A deterministic key gives one answer. But the inputs to that key carry error – analytical error on a lab value, estimation error on a VLM-extracted colour, regional-average error on a SoilGrids prior. classify_with_uncertainty() propagates that error into a probability distribution over classes, and – crucially – it scales the error to how each value was actually obtained.

The idea

classification_robustness() (since v0.9.42) perturbs every horizon cell by the same fixed fraction and reports one number: the share of Monte-Carlo runs that kept the baseline class.
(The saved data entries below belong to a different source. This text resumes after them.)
impl LogicalExpression {
    /// Assemble and validate an expression from parts.
    pub fn from_parts(
        nodes: Vec<LogicNode>,
        root: NodeIndex,
        concept_nid: Option<Nid>,
        target: DataTarget,
    ) -> Result<Self, BuildError> {
        validate_tree(&nodes, root)?;
        Ok(Self {
            nodes,
            root,
            concept_nid,
            target,
        })
    }

    /// Internal constructor for shapes produced by validated transforms.
    pub(crate) fn from_parts_unchecked(
        nodes: Vec<LogicNode>,
        root: NodeIndex,
        concept_nid: Option<Nid>,
        target: DataTarget,
    ) -> Self {
        debug_assert!(validate_tree(&nodes, root).is_ok());
        Self {
            nodes,
            root,
            concept_nid,
            target,
        }
    }

    pub fn node_count(&self) -> usize {
        self.nodes.len()
    }

    pub fn nodes(&self) -> &[LogicNode] {
        &self.nodes
    }

    pub fn node(&self, index: NodeIndex) -> &LogicNode {
        &self.nodes[index.as_usize()]
    }

    pub fn root_index(&self) -> NodeIndex {
        self.root
    }

    pub fn root_node(&self) -> &LogicNode {
        self.node(self.root)
    }

    pub fn concept_nid(&self) -> Option<Nid> {
        self.concept_nid
    }

    pub fn set_concept_nid(&mut self, nid: Nid) {
        self.concept_nid = Some(nid);
    }

    pub fn target(&self) -> DataTarget {
        self.target
    }

    pub fn children_of(&self, index: NodeIndex) -> &[NodeIndex] {
        &self.node(index).children
    }

    /// Whether this expression carries definable relationship content: some
    /// definition set whose connector has at least one element.
    pub fn is_meaningful(&self) -> bool {
        self.children_of(self.root).iter().any(|set| {
            let set = self.node(*set);
            set.semantic().is_definition_set()
                && set
                    .children
                    .iter()
                    .any(|connector| !self.node(*connector).children.is_empty())
        })
    }

    /// Depth-first traversal from the root, returning fresh bookkeeping:
    /// discovery/finish times, distance, predecessor, sibling group, leaves.
    pub fn visit(&self) -> TreeNodeVisitData {
        let mut data = TreeNodeVisitData::new(self.nodes.len());
        // (node, next child position) frames; the tree invariant bounds the
        // stack by expression depth.
        let root = self.root.as_usize();
        data.start_processing(root);
        let mut stack: Vec<(usize, usize)> = vec![(root, 0)];
        while let Some((node, child_pos)) = stack.pop() {
            let children = &self.nodes[node].children;
            if child_pos == 0 && children.is_empty() {
                data.add_leaf(node);
            }
            if child_pos < children.len() {
                stack.push((node, child_pos + 1));
                let child = children[child_pos].as_usize();
                data.set_edge(child, node);
                data.start_processing(child);
                stack.push((child, 0));
            } else {
                data.finish(node);
            }
        }
        data
    }

    /// Is-a targets: concepts asserted directly under the definition sets'
    /// connectors. Role restrictions are not is-a edges.
    pub fn isa_target_nids(&self) -> Vec<Nid> {
        let mut targets = Vec::new();
        for set in self.children_of(self.root) {
            let set = self.node(*set);
            if !set.semantic().is_definition_set() {
                continue;
            }
            for connector in &set.children {
                for element in self.children_of(*connector) {
                    if let NodeKind::Concept {
                        concept: ConceptRef::Nid(nid),
                    } = self.node(*element).kind
                    {
                        targets.push(nid);
                    }
                }
            }
        }
        targets.sort_unstable();
        targets.dedup();
        targets
    }

    /// Convert to the external/interchange target: every nid reference
    /// becomes its UUID. Pure and lossless.
    pub fn to_external(&self, ids: &dyn IdentifierService) -> Result<LogicalExpression, CoreError> {
        let nodes = self.map_nodes(|r| match r {
            ConceptRef::Nid(nid) => Ok(ConceptRef::Uuid(ids.uuid_for_nid(nid)?)),
            external @ ConceptRef::Uuid(_) => Ok(external),
        })?;
        Ok(Self {
            nodes,
            root: self.root,
            concept_nid: self.concept_nid,
            target: DataTarget::External,
        })
    }

    /// Convert to the internal target: every UUID reference becomes its nid,
    /// assigning on first sight (identifier assignment is the service's job).
    pub fn to_internal(&self, ids: &dyn IdentifierService) -> Result<LogicalExpression, CoreError> {
        let nodes = self.map_nodes(|r| match r {
            ConceptRef::Uuid(uuid) => Ok(ConceptRef::Nid(ids.nid_for_uuid(uuid))),
            internal @ ConceptRef::Nid(_) => Ok(internal),
        })?;
        Ok(Self {
            nodes,
            root: self.root,
            concept_nid: self.concept_nid,
            target: DataTarget::Internal,
        })
    }

    fn map_nodes<E>(
        &self,
        mut f: impl FnMut(ConceptRef) -> Result<ConceptRef, E>,
    ) -> Result<Vec<LogicNode>, E> {
        self.nodes
            .iter()
            .map(|n| {
                Ok(LogicNode::new(
                    n.index,
                    n.children.clone(),
                    n.kind.map_refs(&mut f)?,
                ))
            })
            .collect()
    }

    /// Canonical byte form. Deterministic; commutative-connector children
    /// are sorted so child order does not affect it.
    pub fn canonical_bytes(&self) -> Vec<u8> {
        self.canonical_node_bytes(self.root)
    }

    fn canonical_node_bytes(&self, index: NodeIndex) -> Vec<u8> {
        let node = self.node(index);
        let mut out = kind_canonical_bytes(&node.kind);
        let mut child_forms: Vec<Vec<u8>> = node
            .children
            .iter()
            .map(|c| self.canonical_node_bytes(*c))
            .collect();
        if node.semantic().is_commutative() {
            child_forms.sort();
        }
        out.extend_from_slice(&(child_forms.len() as u32).to_be_bytes());
        for form in child_forms {
            out.extend_from_slice(&(form.len() as u32).to_be_bytes());
            out.extend_from_slice(&form);
        }
        out
    }
}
That treats a lab-measured clay value and a photo-guessed one as equally trustworthy.

classify_with_uncertainty() does two things differently:

It returns the whole posterior – P(class = x) for every class the profile reached – not just a single robustness percentage.
It weights the perturbation by the provenance ledger. Each (horizon, attribute) cell is perturbed by an amount set by its evidence grade:

Grade Source Multiplicative half-width

A measured 3 %

B spectra-predicted 7 %

C prior-inferred 10 %

D VLM-extracted 17 %

E user-assumed 30 %

(pH and Munsell columns get additive half-widths instead; see get_perturbation_scale().)

Grade	Source	Multiplicative half-width
A	measured	3 %
B	spectra-predicted	7 %
C	prior-inferred	10 %
D	VLM-extracted	17 %
E	user-assumed	30 %

So a classification that rests on assumptions is reported as genuinely uncertain, while one resting on measurements is reported as firm – even when both sit the same distance from a key boundary.

A first run

library(soilKey)

p <- make_ferralsol_canonical()
u <- classify_with_uncertainty(p, n = 200, system = "wrb2022")
u
#> <soilkey_uncertainty>  system=wrb2022  level=rsg
#>   baseline    : Ferralsols
#>   MC runs     : 200 (200 successful)
#>   entropy     : 0.000
#>   posterior   :
#>     Ferralsols                       100.0%
#>   most decisive attribute: ...

The fields of the returned soilkey_uncertainty object:

u$posterior     # named numeric vector, P(class), sums to 1
u$top1          # the modal class
u$entropy       # Shannon entropy -- 0 for a certain result
u$sensitivity   # data.table(attribute, importance)

Provenance changes the answer

The same profile, classified twice – once with its clay values measured, once with them merely assumed:

# Mark every clay value as a bare assumption (grade E).
p_assumed <- make_ferralsol_canonical()
for (i in seq_len(nrow(p_assumed$horizons))) {
  p_assumed$add_measurement(i, "clay_pct",
                            p_assumed$horizons$clay_pct[i],
                            source = "user_assumed", confidence = 0.2,
                            overwrite = TRUE)
}

classify_with_uncertainty(p,         n = 200)$entropy   # low  -- measured
classify_with_uncertainty(p_assumed, n = 200)$entropy   # high -- assumed

Nothing about the soil changed; only what we know about it did. That is exactly what a pedometric uncertainty estimate should capture.

The sensitivity ranking

classify_with_uncertainty() also runs a leave-one-attribute-out pass: each attribute is held fixed in turn, and the drop in flip rate measures how much that attribute drives the instability.

u$sensitivity
#>      attribute importance
#> 1     clay_pct      0.18
#> 2     cec_cmol      0.06
#> ...

The top row is the measurement that would most sharpen the classification – a direct, defensible answer to “what should I measure next?”.

Backward compatibility

classification_robustness() is unchanged by default. It gains one new argument, provenance_aware, off by default:

# Identical to every previous release:
classification_robustness(p, system = "wrb2022", n = 100)

# Opt in to grade-scaled perturbation:
classification_robustness(p, system = "wrb2022", n = 100,
                          provenance_aware = TRUE)

In the Shiny app

The Uncertainty tab of the Pro Shiny app (run_classify_app()) wraps all of this: pick a system, set the number of Monte-Carlo runs, and read off the posterior bar chart, the entropy, and the attribute-sensitivity table.